Eine Frage halte ich für überaus wichtig, sie ist im Programm mit dem Stichwort Balance genannt: Wenn Vielfalt häufig mit immer größeren Ansprüchen im Einzelnen gleichgesetzt wird, sei es von Personen, sei es von Gruppen: Wie können wir auf der anderen Seite das Verbindende suchen und schaffen, das für eine funktionierende Gesellschaft notwendige Gemeinsame? Denn diese Verbindende und Gemeinsame – in der Gemeinschaft – ist schließlich wesentlicher Kern des Gemeinwohls. Mit welchen Modellen können wir zur Integration in einem umfassenden Sinne beitragen? Und dies in einer sich zunehmend ausdifferenzierten und fragmentierten, sich polarisierenden Gesellschaft?
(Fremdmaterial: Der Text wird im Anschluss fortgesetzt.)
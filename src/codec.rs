// Licensed to the Apache Software Foundation (ASF) under one
// or more contributor license agreements.  See the NOTICE file
// distributed with this work for additional information
// regarding copyright ownership.  The ASF licenses this file
// to you under the Apache License, Version 2.0 (the
// "License"); you may not use this file except in compliance
// with the License.  You may obtain a copy of the License at
//
//   http://www.apache.org/licenses/LICENSE-2.0
//
// Unless required by applicable law or agreed to in writing,
// software distributed under the License is distributed on an
// "AS IS" BASIS, WITHOUT WARRANTIES OR CONDITIONS OF ANY
// KIND, either express or implied.  See the License for the
// specific language governing permissions and limitations
// under the License.

//! Byte-level helpers for the serialized sketch formats.
//!
//! Every serialized sketch starts with a one-byte preamble length, serial
//! version, family id, and flags, followed by little-endian fields. These
//! helpers keep the per-sketch serialization code free of buffer plumbing.

use std::io;
use std::io::Cursor;
use std::io::Read;

pub(crate) struct SketchBytes {
    bytes: Vec<u8>,
}

impl SketchBytes {
    pub fn with_capacity(capacity: usize) -> Self {
        Self {
            bytes: Vec::with_capacity(capacity),
        }
    }

    pub fn into_bytes(self) -> Vec<u8> {
        self.bytes
    }

    pub fn write(&mut self, buf: &[u8]) {
        self.bytes.extend_from_slice(buf);
    }

    pub fn write_u8(&mut self, n: u8) {
        self.bytes.push(n);
    }

    pub fn write_u16_le(&mut self, n: u16) {
        self.write(&n.to_le_bytes());
    }

    pub fn write_u32_le(&mut self, n: u32) {
        self.write(&n.to_le_bytes());
    }

    pub fn write_u64_le(&mut self, n: u64) {
        self.write(&n.to_le_bytes());
    }
}

pub(crate) struct SketchSlice<'a> {
    slice: Cursor<&'a [u8]>,
}

impl SketchSlice<'_> {
    pub fn new(slice: &[u8]) -> SketchSlice {
        SketchSlice {
            slice: Cursor::new(slice),
        }
    }

    pub fn read_exact(&mut self, buf: &mut [u8]) -> io::Result<()> {
        self.slice.read_exact(buf)
    }

    pub fn read_u8(&mut self) -> io::Result<u8> {
        let mut buf = [0u8; 1];
        self.read_exact(&mut buf)?;
        Ok(buf[0])
    }

    pub fn read_u16_le(&mut self) -> io::Result<u16> {
        let mut buf = [0u8; 2];
        self.read_exact(&mut buf)?;
        Ok(u16::from_le_bytes(buf))
    }

    pub fn read_u32_le(&mut self) -> io::Result<u32> {
        let mut buf = [0u8; 4];
        self.read_exact(&mut buf)?;
        Ok(u32::from_le_bytes(buf))
    }

    pub fn read_u64_le(&mut self) -> io::Result<u64> {
        let mut buf = [0u8; 8];
        self.read_exact(&mut buf)?;
        Ok(u64::from_le_bytes(buf))
    }
}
Im dritten unserer Impulse gibt es hierzu eine klare Forderung. Danach haben die öffentlich-rechtlichen Medien eine integrative Aufgabe eine public balance Aufgabe. Sie besteht darin, gesellschaftliche Vielfalt sichtbar zu machen und einzuordnen. Dies gelte u.a. für Themen, Akteure, Meinungen, Erfahrungen, Werthaltungen und Perspektiven in zeitgemäßen Angebotsformen und vielfältigen Genres. Damit „leistet der öffentlich-rechtliche Rundfunk einen Beitrag zum Zusammenhalt der Gesellschaft.“ Und dabei – so die übereinstimmende Auffassung der Impulsgeber – ist die Erfahrung einer wertschätzenden Gemeinwohlkultur die Voraussetzung, um Vielfalt ohne Angst und in Würde in einem Klima von Offenheit und Toleranz leben zu können. Diese Vermittlungsaufgabe hin zum Grundstock des Gemeinsamen – also auch des gemeinsamen Wohls – ist in einer das Singuläre betonenden Gesellschaft ebenso notwendig wie schwierig ist. Das gilt natürlich umso mehr, wenn es um hochrelevante Großthemen geht wie die gerade erlebte Pandemie oder um den alle bisherigen Maßstäbe sprengenden Klimawandel. Hier fokussieren sich alle unsere Herausforderungen wie unter einem Brennglas – folgerichtig bilden diese beiden Themen hier in unserer Konferenz besondere Schwerpunkte Pandemie und Klimawandel.
Alles in allem also: ein komplexes Fragenfeld. Und eines zudem mit offenen Grenzen. Doch wenn ich mir die ganze Bandbreite der Einzelthemen dieses Kongresses ansehe, dann bin ich sicher: Wir werden einen Ertrag haben, der in allen Aspekten beweist: Ja, dieses System ist lebendig, es ist diskursfreudig. Es kann Zukunft, und es hat Zukunft. Ein zentraler Satz des dritten Impulses wird stets mitschwingen: Verantwortungsvoll gelebte Vielfalt trägt zum Gemeinwohl bei, weil Menschen andere und anderes erst dann anerkennen, wenn sie selbst anerkannt werden. Was auch heißt: Identität bildet sich in einem gemeinsamen öffentlichen Gespräch –als Handlungsbasis für unser individuelles und unser gesellschaftliches Leben. Denn Handeln, so schrieb Hannah Arendt bereits 1958, kann man nur mit Hilfe der anderen und in der Welt. In dem Zusammen Handeln, dem ‚acting in concert’, realisiert sich die Freiheit und das gemeinsame Wohl. Und genau so verstehe ich auch unseren Dienst in der Gesellschaft, für die Gesellschaft. Mit einem Mehrwert, der ständig neu geschaffen wird, in einem nie abgeschlossenen und sich ständig veränderndem Prozess.
Aus der Rede von Karola Wille auf der Zweiten Europäischen Public Value Konferenz beim MDR in Leipzig, am 05.10.2022.